A week after the Jacksonville City Council passed his Kids Hope Alliance bill, Mayor Lenny Curry signed the reform bill into law Wednesday.

The KHA, a new seven-person board that will replace the Jacksonville Children’s Commission and the Jacksonville Journey, will command a roughly $35M budget for services for what the Mayor calls “at-hope kids,”  handling oversight of various programs.

The bill passed 18-1 , after a chippy discussion that lasted almost four hours, exposing and exacerbating fissures on the Council that have moved from hallway gossip to fodder for mainstream media.

The sole no vote: Finance Chair Garrett Dennis, who had his own competing legislation that now rests in the scrapheap of dead bills.

This was after City Council President Anna Brosche attempted to stall the bill out from being heard on the night of the vote, saying the public needed more time to review it and that she had unanswered questions, accusing the Curry administration of trying to hide the bill from the public (a contention that Curry strenuously refuted).

And the sponsor of the KHA legislation, Scott Wilson, was himself an interesting choice. Wilson had been very vocal about geographic limitations in the funding program of the Jacksonville Journey in 2016, and it didn’t seem coincidental that he was carrying the replacement.

Wilson was lacerating in dealing with Dennis’ stall tactics during bill discussion, calling them “disgusting” on more than one occasion.

Such procedural drama: in the rear view mirror, as Curry signed the bill.

Indeed, Curry didn’t even want to address the drama that preceded the bill passing; the ceremonial signing at Daniel Kids on Jacksonville’s Southside was described by Curry as a “celebration.”

However, it was a celebration that excluded Brosche and Dennis, who did not make the trip to the Southside.

Curry described the reorg in big-picture terms, saying that it was about trying to make children’s services closer to “perfect” in the city.

Curry also, in what could have been seen as a rebuke to those who thought the previous structure was canonical, noted that long after he’s gone, he expects that advocates for children’s services will attempt to reform the KHA.

“This legislation worked how all legislation should work,” Curry said, noting that the collaboration and one-on-one meetings with Council made the bill better, with key changes that included ensuring that special needs children were addressed in the legislation.

Curry lauded Councilman Wilson, saying that the Councilman “took an interest early on in how we provide services to kids” and was “willing to lead” on this bill.

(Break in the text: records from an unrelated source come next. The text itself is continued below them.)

use crate::io::{ConfigurablePrintTarget, PrintTarget};
use crate::solver::ffi::{read_optional_cstr, ScsApi, ScsSettingsFFI};
use crate::solver::info_print;
use crate::solver::marshal::{Marshaller, PinLedger};
use crate::solver::*;
use std::io::Write;

/// Results of a call to [`Scs::solve`]
#[derive(Debug, Clone)]
pub struct ScsOutput {
    /// exit status
    pub status: ScsStatus,
    /// solution vectors.  All zeros unless the status is non-negative.
    pub solution: ScsSolution,
    /// solve report
    pub info: ScsInfo,
}

/// Handle to the native solver.
///
/// Every operation that crosses the boundary with problem data runs one
/// [`Marshaller`] transaction and makes exactly one native call.  All
/// pins taken by a transaction are released before the operation
/// returns, and are counted in the handle's [`PinLedger`].
///
/// Transactions take `&mut self`.  Use a separate handle per thread,
/// since handles are cheap and share no state.
#[derive(Debug)]
pub struct Scs {
    api: ScsApi,
    ledger: PinLedger,
    stream: PrintTarget,
}

impl Scs {
    /// Create a handle calling through the given entry point table
    pub fn new(api: ScsApi) -> Self {
        Self {
            api,
            ledger: PinLedger::new(),
            stream: PrintTarget::default(),
        }
    }

    /// Create a handle for the native library linked at build time
    #[cfg(feature = "link-scs")]
    pub fn linked() -> Self {
        Self::new(ScsApi::linked())
    }

    /// The native entry point table
    pub fn api(&self) -> &ScsApi {
        &self.api
    }

    /// Pin counts of all transactions run by this handle
    pub fn pin_ledger(&self) -> &PinLedger {
        &self.ledger
    }

    /// Version string reported by the native library
    pub fn version(&self) -> Result<String, ScsError> {
        unsafe {
            let version = (self.api.version)();
            read_optional_cstr(version, "version")?.ok_or(ScsError::InvalidString("version"))
        }
    }

    /// Overwrite `settings` with the native default settings.
    ///
    /// This is a plain value exchange: no buffers are pinned.
    pub fn set_default_settings(&self, settings: &mut ScsSettings) -> Result<(), ScsError> {
        let mut settings_ffi = ScsSettingsFFI::default();
        unsafe {
            (self.api.set_default_settings)(&mut settings_ffi);
            *settings = settings_ffi.to_settings()?;
        }
        Ok(())
    }

    /// The native default settings
    pub fn default_settings(&self) -> Result<ScsSettings, ScsError> {
        let mut settings = ScsSettings::default();
        self.set_default_settings(&mut settings)?;
        Ok(settings)
    }

    /// Check the cone composition against the problem data with the
    /// native validator.  Inputs are not modified.
    pub fn validate_cones(&mut self, data: &ScsData, cone: &ScsCone) -> Result<(), ScsError> {
        let validate = self.api.validate_cones_fn()?;

        let mut marshal = Marshaller::new(&mut self.ledger);
        let d = marshal.data(data)?;
        let k = marshal.cone(cone)?;

        let code = unsafe { validate(d, k) };
        marshal.release();

        match code {
            0 => Ok(()),
            code => Err(ScsError::InvalidCones { code }),
        }
    }

    /// Ask the native library to dump the problem to
    /// `settings.write_data_filename`.
    pub fn write_data(
        &mut self,
        data: &ScsData,
        cone: &ScsCone,
        settings: &ScsSettings,
    ) -> Result<(), ScsError> {
        let write_data = self.api.write_data_fn()?;
        if settings.write_data_filename.is_none() {
            return Err(ScsError::MissingFilename("write_data_filename"));
        }

        let mut marshal = Marshaller::new(&mut self.ledger);
        let d = marshal.data(data)?;
        let k = marshal.cone(cone)?;
        let stgs = marshal.settings(settings)?;

        unsafe { write_data(d, k, stgs) };
        marshal.release();
        Ok(())
    }

    /// Solve the problem from a zero starting point.
    ///
    /// A negative native status is not an error.  The solution is then
    /// left at zero and the status reports the outcome.
    pub fn solve(
        &mut self,
        data: &ScsData,
        cone: &ScsCone,
        settings: &ScsSettings,
    ) -> Result<ScsOutput, ScsError> {
        let mut solution = ScsSolution::new(data.n, data.m);
        let (status, info) = self.solve_with(data, cone, settings, &mut solution)?;
        Ok(ScsOutput {
            status,
            solution,
            info,
        })
    }

    /// Solve the problem, writing the result into `solution`.
    ///
    /// When `settings.warm_start` is set the native solver starts from
    /// the contents of `solution`, which must then have lengths matching
    /// the problem.  `solution` is overwritten only if the native status
    /// is non-negative and is left untouched otherwise.
    pub fn solve_with(
        &mut self,
        data: &ScsData,
        cone: &ScsCone,
        settings: &ScsSettings,
        solution: &mut ScsSolution,
    ) -> Result<(ScsStatus, ScsInfo), ScsError> {
        let mut marshal = Marshaller::new(&mut self.ledger);

        let d = marshal.data(data)?;
        let k = marshal.cone(cone)?;
        let stgs = marshal.settings(settings)?;
        let initial = if settings.warm_start {
            Some(&*solution)
        } else {
            None
        };
        let outputs = marshal.solution(initial, data.n, data.m)?;
        let info = marshal.info();

        let _ = info_print::print_configuration(
            &mut self.stream,
            data,
            cone,
            settings,
            marshal.registry().pins(),
        );

        let code = unsafe { (self.api.scs)(d, k, stgs, outputs.record.ptr(), info.ptr()) };

        let status = ScsStatus::from_code(code);
        if matches!(status, Some(status) if status.has_solution()) {
            marshal.copy_solution(&outputs, solution);
        }
        let info = marshal.read_info(&info).unwrap_or_default();
        marshal.release();

        let _ = info_print::print_footer(&mut self.stream, settings, status, &info);

        let status = status.ok_or(ScsError::UnrecognizedStatus(code))?;
        Ok((status, info))
    }
}

impl ConfigurablePrintTarget for Scs {
    fn print_to_stdout(&mut self) {
        self.stream.print_to_stdout()
    }
    fn print_to_file(&mut self, file: std::fs::File) {
        self.stream.print_to_file(file)
    }
    fn print_to_stream(&mut self, stream: Box<dyn Write + Send + Sync>) {
        self.stream.print_to_stream(stream)
    }
    fn print_to_sink(&mut self) {
        self.stream.print_to_sink()
    }
    fn print_to_buffer(&mut self) {
        self.stream.print_to_buffer()
    }
    fn get_print_buffer(&mut self) -> std::io::Result<String> {
        self.stream.get_print_buffer()
    }
}
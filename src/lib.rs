//! __scsbridge__ is a Rust boundary layer for the
//! [SCS](https://github.com/cvxgrp/scs) conic solver.  SCS solves
//!
//! $$
//! \begin{array}{rl}
//! \text{minimize} & \frac{1}{2}x^T P x + c^T x\\\\\[2ex\]
//!  \text{subject to} & Ax + s = b \\\\\[1ex\]
//!         & s \in \mathcal{K}
//!  \end{array}
//! $$
//!
//! with decision variables
//! $x \in \mathbb{R}^n$,
//! $s \in \mathbb{R}^m$
//! and data matrices
//! $P=P^\top \succeq 0$,
//! $c \in \mathbb{R}^n$,
//! $A \in \mathbb{R}^{m \times n}$, and
//! $b \in \mathbb{R}^m$.
//! The convex set $\mathcal{K}$ is a composition of zero, nonnegative,
//! box, second order, semidefinite, exponential and power cones.
//!
//! The solver itself is an external native library.  This crate
//! provides
//!
//! * __Sparse encoding__: conversion of dense matrices to the compressed
//!   sparse column format read by the solver, see [`algebra::CscMatrix`].
//!
//! * __Marshalling__: each call to the native library runs as a single
//!   transaction that pins every buffer the library reads or writes and
//!   releases all of them on every exit path, see [`solver::marshal`].
//!
//! * __Native linkage__: build with the `link-scs` feature to link the
//!   native library (`SCS_LIB_DIR`, `SCS_LIB_NAME`), or pass any table of
//!   entry points to [`solver::Scs::new`].
//!
//! # Example
//!
//! ```no_run
//! # #[cfg(feature = "link-scs")] {
//! use scsbridge::algebra::*;
//! use scsbridge::solver::*;
//!
//! let A = CscMatrix::from(&[
//!     [-1., 1.], //
//!     [1., 1.], //
//! ]);
//! let data = ScsData::new(A, None, vec![1., 2.], vec![-1., -1.]);
//! let cone = ScsCone { l: 2, ..ScsCone::default() };
//!
//! let mut scs = Scs::linked();
//! let result = scs.solve(&data, &cone, &ScsSettings::default()).unwrap();
//! println!("{} x = {:?}", result.status, result.solution.x);
//! # }
//! ```

const VERSION: &str = env!("CARGO_PKG_VERSION");

/// Version of this crate (not of the native library, see
/// [`solver::Scs::version`])
pub fn crate_version() -> &'static str {
    VERSION
}

pub mod algebra;
pub mod io;
pub mod solver;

Indeed, Wilson — in whose district Daniel Kids is located — noted that a key feature that he liked about this bill was language that allowed qualified applicants anywhere in the city to receive services, a difference from the Zip Code based Jacksonville Journey model.

Council VP Aaron Bowman — the odds on favorite to be Council President next year — issued a ringing endorsement of Curry and the bill, one even more meaningful given Brosche’s absence and the unresolved conflict between the Mayor and the current Council President.

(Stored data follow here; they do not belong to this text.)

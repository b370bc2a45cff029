#![allow(non_snake_case)]

use super::registry::*;
use crate::algebra::{to_scs_int, CscMatrix, ScsFloat, ScsInt, ShapedMatrix};
use crate::solver::ffi::*;
use crate::solver::{ScsCone, ScsData, ScsError, ScsInfo, ScsSettings, ScsSolution};
use std::ptr;

/// Output arrays of one solve, plus the record pointing at them
pub struct SolutionBuffers {
    /// primal variables
    pub x: OutputBuffer,
    /// dual variables
    pub y: OutputBuffer,
    /// slacks
    pub s: OutputBuffer,
    /// native solution record
    pub record: PinnedRecord<ScsSolutionFFI>,
}

/// Builds flat native records from the caller's nested data.
///
/// Records are flattened leaf first, so that every pointer stored in a
/// record addresses storage that is already pinned.  All pins belong to
/// the marshaller's [`PinRegistry`] and are released when the
/// marshaller is released or dropped, whether or not flattening
/// succeeded.
pub struct Marshaller<'a> {
    registry: PinRegistry<'a>,
}

impl<'a> Marshaller<'a> {
    /// Open a transaction reporting to `ledger`
    pub fn new(ledger: &'a mut PinLedger) -> Self {
        Self {
            registry: PinRegistry::new(ledger),
        }
    }

    /// The underlying pin registry
    pub fn registry(&self) -> &PinRegistry<'a> {
        &self.registry
    }

    /// Release every pin taken so far.  Safe to call more than once.
    pub fn release(&mut self) {
        self.registry.release();
    }

    /// Flatten the problem data.  `A` is checked to be `m x n` and `P`
    /// to be `n x n`, both in valid CSC format.
    pub fn data(&mut self, data: &'a ScsData) -> Result<*const ScsDataFFI, ScsError> {
        let (m, n) = (data.m, data.n);

        // leaf arrays and matrix records first
        let A = self.matrix(&data.A, (m, n), "A")?;
        let P = match &data.P {
            Some(P) => self.matrix(P, (n, n), "P")?,
            None => ptr::null(),
        };

        check_len(data.b.len(), m, "b")?;
        check_len(data.c.len(), n, "c")?;
        let b = self.registry.pin_slice(&data.b);
        let c = self.registry.pin_slice(&data.c);

        let record = ScsDataFFI {
            m: scs_int(m, "m")?,
            n: scs_int(n, "n")?,
            A,
            P,
            b,
            c,
        };
        Ok(self.registry.pin_record(record).ptr())
    }

    fn matrix(
        &mut self,
        M: &'a CscMatrix<ScsFloat>,
        size: (usize, usize),
        field: &'static str,
    ) -> Result<*const ScsMatrixFFI, ScsError> {
        if M.nrows() != size.0 {
            return Err(dimension_error(field, size.0, M.nrows()));
        }
        if M.ncols() != size.1 {
            return Err(dimension_error(field, size.1, M.ncols()));
        }
        M.check_format()?;

        let record = ScsMatrixFFI {
            x: self.registry.pin_slice(&M.nzval),
            i: self.registry.pin_slice(&M.rowval),
            p: self.registry.pin_slice(&M.colptr),
            m: scs_int(M.m, field)?,
            n: scs_int(M.n, field)?,
        };
        Ok(self.registry.pin_record(record).ptr())
    }

    /// Flatten the cone composition.  The row count implied by the
    /// cones is not compared with the problem dimensions here.
    pub fn cone(&mut self, cone: &'a ScsCone) -> Result<*const ScsConeFFI, ScsError> {
        let (bl, bu, bsize) = match &cone.bbox {
            Some(bbox) => {
                check_len(bbox.bu.len(), bbox.bl.len(), "bu")?;
                (
                    self.registry.pin_slice(&bbox.bl),
                    self.registry.pin_slice(&bbox.bu),
                    scs_int(bbox.rows(), "bsize")?,
                )
            }
            None => (ptr::null(), ptr::null(), 0),
        };

        // cone sizes are converted to the native integer width
        let q = self.registry.pin_vec(scs_ints(&cone.q, "q")?);
        let s = self.registry.pin_vec(scs_ints(&cone.s, "s")?);
        let p = self.registry.pin_slice(&cone.p);

        let record = ScsConeFFI {
            z: scs_int(cone.z, "z")?,
            l: scs_int(cone.l, "l")?,
            bu,
            bl,
            bsize,
            q,
            qsize: scs_int(cone.q.len(), "qsize")?,
            s,
            ssize: scs_int(cone.s.len(), "ssize")?,
            ep: scs_int(cone.ep, "ep")?,
            ed: scs_int(cone.ed, "ed")?,
            p,
            psize: scs_int(cone.p.len(), "psize")?,
        };
        Ok(self.registry.pin_record(record).ptr())
    }

    /// Flatten the settings, passing all values through unmodified
    pub fn settings(
        &mut self,
        settings: &ScsSettings,
    ) -> Result<*const ScsSettingsFFI, ScsError> {
        let write_data_filename = self.registry.pin_cstring(
            settings.write_data_filename.as_deref(),
            "write_data_filename",
        )?;
        let log_csv_filename = self
            .registry
            .pin_cstring(settings.log_csv_filename.as_deref(), "log_csv_filename")?;

        let record =
            ScsSettingsFFI::from_settings(settings, write_data_filename, log_csv_filename);
        Ok(self.registry.pin_record(record).ptr())
    }

    /// Allocate output scratch for a problem with `n` variables and `m`
    /// rows.  The scratch starts from `initial` when given (warm start),
    /// and from zeros otherwise.
    pub fn solution(
        &mut self,
        initial: Option<&ScsSolution>,
        n: usize,
        m: usize,
    ) -> Result<SolutionBuffers, ScsError> {
        let (x, y, s) = match initial {
            Some(sol) => {
                check_len(sol.x.len(), n, "x")?;
                check_len(sol.y.len(), m, "y")?;
                check_len(sol.s.len(), m, "s")?;
                (sol.x.clone(), sol.y.clone(), sol.s.clone())
            }
            None => (vec![0.; n], vec![0.; m], vec![0.; m]),
        };

        let x = self.registry.alloc_output(x);
        let y = self.registry.alloc_output(y);
        let s = self.registry.alloc_output(s);
        let record = self.registry.pin_record(ScsSolutionFFI {
            x: x.ptr(),
            y: y.ptr(),
            s: s.ptr(),
        });
        Ok(SolutionBuffers { x, y, s, record })
    }

    /// Allocate a zeroed info record
    pub fn info(&mut self) -> PinnedRecord<ScsInfo> {
        self.registry.pin_record(ScsInfo::default())
    }

    /// Copy output scratch into the caller's solution, resized to the
    /// output extents.  Does nothing after release.
    pub fn copy_solution(&self, buffers: &SolutionBuffers, solution: &mut ScsSolution) {
        copy_into(&self.registry, &buffers.x, &mut solution.x);
        copy_into(&self.registry, &buffers.y, &mut solution.y);
        copy_into(&self.registry, &buffers.s, &mut solution.s);
    }

    /// Copy the info record back out, or `None` after release
    pub fn read_info(&self, info: &PinnedRecord<ScsInfo>) -> Option<ScsInfo> {
        self.registry.read_record(info)
    }
}

fn copy_into(registry: &PinRegistry, buf: &OutputBuffer, dst: &mut Vec<ScsFloat>) {
    if let Some(src) = registry.read_output(buf) {
        dst.clear();
        dst.extend_from_slice(src);
    }
}

fn scs_int(value: usize, field: &'static str) -> Result<ScsInt, ScsError> {
    to_scs_int(value).ok_or(ScsError::IntegerOverflow(field))
}

fn scs_ints(values: &[usize], field: &'static str) -> Result<Vec<ScsInt>, ScsError> {
    values.iter().map(|&v| scs_int(v, field)).collect()
}

fn check_len(found: usize, expected: usize, field: &'static str) -> Result<(), ScsError> {
    if found == expected {
        Ok(())
    } else {
        Err(dimension_error(field, expected, found))
    }
}

fn dimension_error(field: &'static str, expected: usize, found: usize) -> ScsError {
    ScsError::IncompatibleDimension {
        field,
        expected,
        found,
    }
}

#[cfg(test)]
mod test {
    use super::*;
    use crate::solver::BoxCone;

    fn test_data() -> ScsData {
        let A = CscMatrix::from(&[
            [1., 0.], //
            [0., 2.], //
            [3., 0.], //
        ]);
        ScsData::new(A, None, vec![1., 2., 3.], vec![-1., -1.])
    }

    #[test]
    fn test_flatten_data() {
        let data = test_data();
        let mut ledger = PinLedger::new();
        let mut marshal = Marshaller::new(&mut ledger);

        let d = marshal.data(&data).unwrap();
        let d = unsafe { &*d };
        assert_eq!((d.m, d.n), (3, 2));
        assert!(d.P.is_null());
        assert_eq!(d.b, data.b.as_ptr());
        assert_eq!(d.c, data.c.as_ptr());

        let A = unsafe { &*d.A };
        assert_eq!((A.m, A.n), (3, 2));
        assert_eq!(A.x, data.A.nzval.as_ptr());
        assert_eq!(A.p, data.A.colptr.as_ptr());

        // x, i, p, record for A, b, c, record for data
        assert_eq!(marshal.registry().pins(), 7);
    }

    #[test]
    fn test_flatten_bad_extents() {
        let mut data = test_data();
        data.b.pop();
        let mut ledger = PinLedger::new();
        {
            let mut marshal = Marshaller::new(&mut ledger);
            let err = marshal.data(&data).unwrap_err();
            assert!(matches!(
                err,
                ScsError::IncompatibleDimension {
                    field: "b",
                    expected: 3,
                    found: 2
                }
            ));
        }
        assert!(ledger.acquired() > 0);
        assert!(ledger.is_balanced());

        let mut data = test_data();
        data.P = Some(CscMatrix::identity(3));
        let mut ledger = PinLedger::new();
        let mut marshal = Marshaller::new(&mut ledger);
        assert!(matches!(
            marshal.data(&data),
            Err(ScsError::IncompatibleDimension { field: "P", .. })
        ));
    }

    #[test]
    fn test_flatten_cone() {
        let cone = ScsCone {
            l: 1,
            bbox: Some(BoxCone::new(vec![0., -1.], vec![1., 1.])),
            q: vec![3],
            ..ScsCone::default()
        };
        let bad = ScsCone {
            bbox: Some(BoxCone::new(vec![0.], vec![1., 1.])),
            ..ScsCone::default()
        };
        let mut ledger = PinLedger::new();
        let mut marshal = Marshaller::new(&mut ledger);
        let k = unsafe { &*marshal.cone(&cone).unwrap() };

        assert_eq!(k.bsize, 3);
        assert_eq!(k.qsize, 1);
        assert_eq!(unsafe { *k.q }, 3);
        assert!(k.s.is_null());
        assert!(k.p.is_null());
        assert_eq!(k.ssize, 0);
        assert_eq!(k.psize, 0);

        let bl = unsafe { std::slice::from_raw_parts(k.bl, 2) };
        let bu = unsafe { std::slice::from_raw_parts(k.bu, 2) };
        assert_eq!(bl, &[0., -1.]);
        assert_eq!(bu, &[1., 1.]);

        assert!(matches!(
            marshal.cone(&bad),
            Err(ScsError::IncompatibleDimension { field: "bu", .. })
        ));
    }

    #[test]
    fn test_flatten_solution() {
        let mut ledger = PinLedger::new();
        let mut marshal = Marshaller::new(&mut ledger);

        let warm = ScsSolution {
            x: vec![1., 2.],
            y: vec![3.],
            s: vec![4.],
        };
        let buffers = marshal.solution(Some(&warm), 2, 1).unwrap();
        let rec = unsafe { &*buffers.record.ptr() };
        assert_eq!(unsafe { *rec.x.add(1) }, 2.);

        let mut out = ScsSolution::default();
        marshal.copy_solution(&buffers, &mut out);
        assert_eq!(out, warm);

        assert!(marshal.solution(Some(&warm), 3, 1).is_err());
    }
}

“You say you’re gonna do something, you do it,” Bowman said, “and involve all of us.”

And regarding the bill?

“I can’t offer a change to make it better.”

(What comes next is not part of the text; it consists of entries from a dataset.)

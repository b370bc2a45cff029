#![allow(non_snake_case)]

//---------------------------------------------------------
// conversion between dense matrices and CSC format.
//---------------------------------------------------------

use crate::algebra::{to_scs_int, CscMatrix, FloatT, Matrix, ScsInt};

impl<T> CscMatrix<T>
where
    T: FloatT,
{
    /// Encode a dense matrix in CSC format.
    ///
    /// Columns are scanned left to right and rows top to bottom, so
    /// row indices within each column are strictly increasing.  Only
    /// entries that compare unequal to zero are stored.  The comparison
    /// is exact, i.e. tiny or subnormal values are kept while both
    /// `0.0` and `-0.0` are dropped.
    ///
    /// # Panics
    /// Panics if the number of rows or stored entries exceeds the
    /// range of the native integer type.
    pub fn from_dense(A: &Matrix<T>) -> Self {
        let (m, n) = (A.m, A.n);
        assert!(
            to_scs_int(m).is_some() && to_scs_int(m * n).is_some(),
            "dense matrix exceeds the native integer range"
        );

        let mut colptr = Vec::with_capacity(n + 1);
        let mut rowval = Vec::new();
        let mut nzval = Vec::new();

        for col in 0..n {
            // an empty column starts where the previous one ended
            colptr.push(rowval.len() as ScsInt);
            for (row, &v) in A.col_slice(col).iter().enumerate() {
                if v != T::zero() {
                    rowval.push(row as ScsInt);
                    nzval.push(v);
                }
            }
        }
        colptr.push(rowval.len() as ScsInt);

        CscMatrix::new(m, n, colptr, rowval, nzval)
    }

    /// Decode to a dense matrix
    pub fn to_dense(&self) -> Matrix<T> {
        let mut A = Matrix::zeros((self.m, self.n));
        for col in 0..self.n {
            let first = self.colptr[col] as usize;
            let last = self.colptr[col + 1] as usize;
            for (&row, &v) in self.rowval[first..last].iter().zip(&self.nzval[first..last]) {
                A[(row as usize, col)] = v;
            }
        }
        A
    }
}

impl<T> From<&Matrix<T>> for CscMatrix<T>
where
    T: FloatT,
{
    fn from(A: &Matrix<T>) -> Self {
        CscMatrix::from_dense(A)
    }
}

impl<T, const R: usize, const C: usize> From<&[[T; C]; R]> for CscMatrix<T>
where
    T: FloatT,
{
    fn from(rows: &[[T; C]; R]) -> Self {
        CscMatrix::from_dense(&Matrix::from(rows))
    }
}

#[test]
fn test_encode_empty_columns() {
    let A = CscMatrix::from(&[
        [0., 1., 0., 0.], //
        [0., 2., 0., 3.], //
    ]);

    assert_eq!(A.colptr, vec![0, 0, 2, 2, 3]);
    assert_eq!(A.rowval, vec![0, 1, 1]);
    assert_eq!(A.nzval, vec![1., 2., 3.]);
    assert!(A.check_format().is_ok());
}

#[test]
fn test_encode_exact_zero_policy() {
    let tiny = f64::MIN_POSITIVE / 4.0; // subnormal
    let A = CscMatrix::from(&[
        [-0.0, tiny], //
        [f64::NAN, 0.0], //
    ]);

    assert_eq!(A.colptr, vec![0, 1, 2]);
    assert_eq!(A.rowval, vec![1, 0]);
    assert!(A.nzval[0].is_nan());
    assert_eq!(A.nzval[1], tiny);
}

#[test]
fn test_encode_zero_matrix() {
    let A = CscMatrix::from_dense(&Matrix::<f64>::zeros((3, 4)));
    assert_eq!(A.nnz(), 0);
    assert_eq!(A.colptr, vec![0; 5]);
    assert!(A.rowval.is_empty());
    assert!(A.nzval.is_empty());
}

#[test]
fn test_decode() {
    let B = Matrix::from(&[
        [1., 0., 2.], //
        [0., 0., 3.], //
    ]);
    let A = CscMatrix::from(&B);
    assert_eq!(A.to_dense(), B);
    assert_eq!(CscMatrix::<f64>::identity(2).to_dense(), Matrix::from(&[[1., 0.], [0., 1.]]));
}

Among the other Councilors in attendance: recent Republican Council Presidents Lori Boyer and Greg Anderson, along with fellow Republicans Jim Love and Sam Newby, and Democrats Katrina BrownReggie Gaffney, and Tommy Hazouri.

The Council calendar is poised to slow down as the year wraps up, but what is clear is that any restiveness among the city’s legislators has been quelled, and the One City, One Jacksonville vision — embodied on Kids Hope Alliance, in both concept and actualization — has prevailed.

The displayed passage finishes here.